*TASK GOAL*:
Please copy, exactly as they appear below, the lines from the one containing "run in flight." through the one containing "a single queued".

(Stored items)
★ ★ ★ ★

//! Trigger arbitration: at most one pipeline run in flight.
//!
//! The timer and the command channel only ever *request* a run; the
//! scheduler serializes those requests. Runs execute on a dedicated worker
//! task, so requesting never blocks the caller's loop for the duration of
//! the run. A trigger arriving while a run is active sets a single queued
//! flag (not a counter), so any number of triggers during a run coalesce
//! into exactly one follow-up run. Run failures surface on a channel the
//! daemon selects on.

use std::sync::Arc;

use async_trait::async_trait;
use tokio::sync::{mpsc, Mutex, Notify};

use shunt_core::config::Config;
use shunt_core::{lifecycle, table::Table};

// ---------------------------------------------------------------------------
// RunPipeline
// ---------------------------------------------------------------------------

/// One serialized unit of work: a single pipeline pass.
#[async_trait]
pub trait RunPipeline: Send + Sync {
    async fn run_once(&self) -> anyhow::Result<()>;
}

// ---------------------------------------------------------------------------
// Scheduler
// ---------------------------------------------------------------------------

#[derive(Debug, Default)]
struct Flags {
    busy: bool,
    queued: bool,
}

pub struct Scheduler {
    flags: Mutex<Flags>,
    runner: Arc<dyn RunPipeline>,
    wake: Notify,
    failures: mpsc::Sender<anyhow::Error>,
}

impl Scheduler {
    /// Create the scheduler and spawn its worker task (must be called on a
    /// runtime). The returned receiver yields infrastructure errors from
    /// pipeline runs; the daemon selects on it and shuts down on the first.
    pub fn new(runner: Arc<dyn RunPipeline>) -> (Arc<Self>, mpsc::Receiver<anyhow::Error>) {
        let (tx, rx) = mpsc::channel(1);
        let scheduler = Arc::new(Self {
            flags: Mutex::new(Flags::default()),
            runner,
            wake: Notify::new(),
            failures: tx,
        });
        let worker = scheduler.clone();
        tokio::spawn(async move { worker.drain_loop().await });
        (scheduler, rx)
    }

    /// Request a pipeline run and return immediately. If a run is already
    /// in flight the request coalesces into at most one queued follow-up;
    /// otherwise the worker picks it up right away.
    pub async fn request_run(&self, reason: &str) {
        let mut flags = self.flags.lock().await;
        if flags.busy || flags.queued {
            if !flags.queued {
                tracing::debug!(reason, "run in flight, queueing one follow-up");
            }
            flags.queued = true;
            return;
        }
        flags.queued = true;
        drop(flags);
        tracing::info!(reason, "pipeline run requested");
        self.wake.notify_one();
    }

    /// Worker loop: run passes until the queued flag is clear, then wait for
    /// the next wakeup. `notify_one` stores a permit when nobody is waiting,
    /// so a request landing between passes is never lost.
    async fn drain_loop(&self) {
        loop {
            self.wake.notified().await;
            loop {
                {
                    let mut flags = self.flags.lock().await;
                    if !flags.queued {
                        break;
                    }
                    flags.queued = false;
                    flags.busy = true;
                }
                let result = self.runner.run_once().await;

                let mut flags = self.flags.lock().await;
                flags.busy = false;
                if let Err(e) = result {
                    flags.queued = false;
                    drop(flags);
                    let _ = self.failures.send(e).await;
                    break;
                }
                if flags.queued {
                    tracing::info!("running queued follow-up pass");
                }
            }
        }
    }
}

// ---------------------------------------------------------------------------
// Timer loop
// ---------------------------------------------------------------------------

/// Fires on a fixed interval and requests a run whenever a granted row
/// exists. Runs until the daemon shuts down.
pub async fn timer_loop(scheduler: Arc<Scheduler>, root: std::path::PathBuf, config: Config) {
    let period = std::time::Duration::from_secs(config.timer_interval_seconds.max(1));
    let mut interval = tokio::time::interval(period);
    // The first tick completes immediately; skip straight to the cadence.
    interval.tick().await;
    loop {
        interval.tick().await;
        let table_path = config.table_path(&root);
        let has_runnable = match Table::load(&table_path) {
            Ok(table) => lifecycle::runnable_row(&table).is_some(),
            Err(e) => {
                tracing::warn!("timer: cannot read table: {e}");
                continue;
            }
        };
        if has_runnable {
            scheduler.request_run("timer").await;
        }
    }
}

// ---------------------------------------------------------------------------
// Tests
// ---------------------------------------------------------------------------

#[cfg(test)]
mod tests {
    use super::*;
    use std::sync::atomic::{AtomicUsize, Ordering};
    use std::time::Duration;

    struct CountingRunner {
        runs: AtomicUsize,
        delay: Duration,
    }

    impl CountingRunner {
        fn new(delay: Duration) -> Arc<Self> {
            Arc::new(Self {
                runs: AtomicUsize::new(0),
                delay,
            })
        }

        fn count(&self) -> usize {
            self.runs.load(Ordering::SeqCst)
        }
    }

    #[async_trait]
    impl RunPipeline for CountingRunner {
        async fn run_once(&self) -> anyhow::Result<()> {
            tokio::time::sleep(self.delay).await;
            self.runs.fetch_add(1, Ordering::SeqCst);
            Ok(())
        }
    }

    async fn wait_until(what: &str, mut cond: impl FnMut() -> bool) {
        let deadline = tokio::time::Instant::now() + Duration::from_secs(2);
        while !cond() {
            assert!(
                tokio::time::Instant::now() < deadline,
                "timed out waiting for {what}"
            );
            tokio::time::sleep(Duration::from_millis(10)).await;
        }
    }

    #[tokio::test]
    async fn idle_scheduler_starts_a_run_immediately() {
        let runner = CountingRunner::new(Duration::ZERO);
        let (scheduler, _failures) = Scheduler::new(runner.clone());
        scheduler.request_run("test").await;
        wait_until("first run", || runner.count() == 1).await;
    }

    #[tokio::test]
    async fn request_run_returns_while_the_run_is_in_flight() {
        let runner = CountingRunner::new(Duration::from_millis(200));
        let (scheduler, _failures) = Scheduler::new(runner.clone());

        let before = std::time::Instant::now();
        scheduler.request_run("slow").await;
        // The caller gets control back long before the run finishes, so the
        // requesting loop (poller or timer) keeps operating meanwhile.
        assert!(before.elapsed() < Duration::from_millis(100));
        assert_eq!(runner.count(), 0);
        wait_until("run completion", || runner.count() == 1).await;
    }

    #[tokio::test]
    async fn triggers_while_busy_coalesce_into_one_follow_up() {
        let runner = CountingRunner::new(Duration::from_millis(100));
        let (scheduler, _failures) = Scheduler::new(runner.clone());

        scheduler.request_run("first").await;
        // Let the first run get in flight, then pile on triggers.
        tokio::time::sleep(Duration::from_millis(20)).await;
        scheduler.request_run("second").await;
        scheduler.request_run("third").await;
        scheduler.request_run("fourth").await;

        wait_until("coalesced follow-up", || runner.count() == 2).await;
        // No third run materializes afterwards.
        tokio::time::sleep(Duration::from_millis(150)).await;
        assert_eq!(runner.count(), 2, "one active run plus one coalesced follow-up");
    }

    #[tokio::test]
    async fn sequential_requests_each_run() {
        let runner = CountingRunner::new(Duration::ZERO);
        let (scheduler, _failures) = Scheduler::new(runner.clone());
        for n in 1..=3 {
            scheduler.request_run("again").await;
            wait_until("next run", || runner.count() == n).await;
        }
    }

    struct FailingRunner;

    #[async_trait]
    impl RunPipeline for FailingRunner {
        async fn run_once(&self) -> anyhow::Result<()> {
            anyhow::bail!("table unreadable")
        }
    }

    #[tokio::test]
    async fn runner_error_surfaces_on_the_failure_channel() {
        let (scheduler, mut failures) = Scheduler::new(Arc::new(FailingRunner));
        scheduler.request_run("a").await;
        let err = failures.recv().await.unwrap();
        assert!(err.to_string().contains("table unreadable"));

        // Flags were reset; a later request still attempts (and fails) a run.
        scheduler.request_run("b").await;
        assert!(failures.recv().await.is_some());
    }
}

★ ★ ★ ★

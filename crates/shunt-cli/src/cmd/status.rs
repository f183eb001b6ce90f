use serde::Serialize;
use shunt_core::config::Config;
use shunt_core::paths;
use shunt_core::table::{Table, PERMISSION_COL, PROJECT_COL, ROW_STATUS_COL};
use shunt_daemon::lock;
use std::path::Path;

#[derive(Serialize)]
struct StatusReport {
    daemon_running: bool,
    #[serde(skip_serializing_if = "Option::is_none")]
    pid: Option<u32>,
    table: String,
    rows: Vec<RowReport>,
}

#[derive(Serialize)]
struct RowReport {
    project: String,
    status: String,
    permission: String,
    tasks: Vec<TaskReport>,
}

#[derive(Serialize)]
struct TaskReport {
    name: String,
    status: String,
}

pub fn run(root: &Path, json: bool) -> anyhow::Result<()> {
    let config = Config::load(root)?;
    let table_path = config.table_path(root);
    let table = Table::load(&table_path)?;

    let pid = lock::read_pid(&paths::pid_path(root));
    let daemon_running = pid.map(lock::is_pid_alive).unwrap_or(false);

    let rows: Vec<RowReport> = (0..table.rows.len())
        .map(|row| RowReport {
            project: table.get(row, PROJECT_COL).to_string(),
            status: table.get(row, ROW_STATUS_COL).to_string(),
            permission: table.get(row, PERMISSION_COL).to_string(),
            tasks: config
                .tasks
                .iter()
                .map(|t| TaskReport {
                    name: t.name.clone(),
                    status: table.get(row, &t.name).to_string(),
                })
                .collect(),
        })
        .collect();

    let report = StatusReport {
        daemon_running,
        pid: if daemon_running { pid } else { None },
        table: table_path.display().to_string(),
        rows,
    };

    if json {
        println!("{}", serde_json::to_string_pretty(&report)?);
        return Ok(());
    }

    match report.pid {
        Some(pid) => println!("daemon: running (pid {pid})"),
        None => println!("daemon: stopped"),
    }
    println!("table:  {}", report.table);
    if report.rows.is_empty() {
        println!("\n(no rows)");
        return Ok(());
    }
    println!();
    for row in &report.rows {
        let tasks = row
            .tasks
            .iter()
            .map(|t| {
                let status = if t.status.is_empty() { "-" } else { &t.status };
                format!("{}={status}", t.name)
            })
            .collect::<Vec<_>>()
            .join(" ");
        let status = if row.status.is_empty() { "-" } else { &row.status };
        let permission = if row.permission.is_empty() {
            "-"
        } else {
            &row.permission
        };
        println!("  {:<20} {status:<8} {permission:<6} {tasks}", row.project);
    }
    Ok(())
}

★ ★ ★ ★

*EXERCISE OUTPUT*:
//! Trigger arbitration: at most one pipeline run in flight.
//!
//! The timer and the command channel only ever *request* a run; the
//! scheduler serializes those requests. Runs execute on a dedicated worker
//! task, so requesting never blocks the caller's loop for the duration of
//! the run. A trigger arriving while a run is active sets a single queued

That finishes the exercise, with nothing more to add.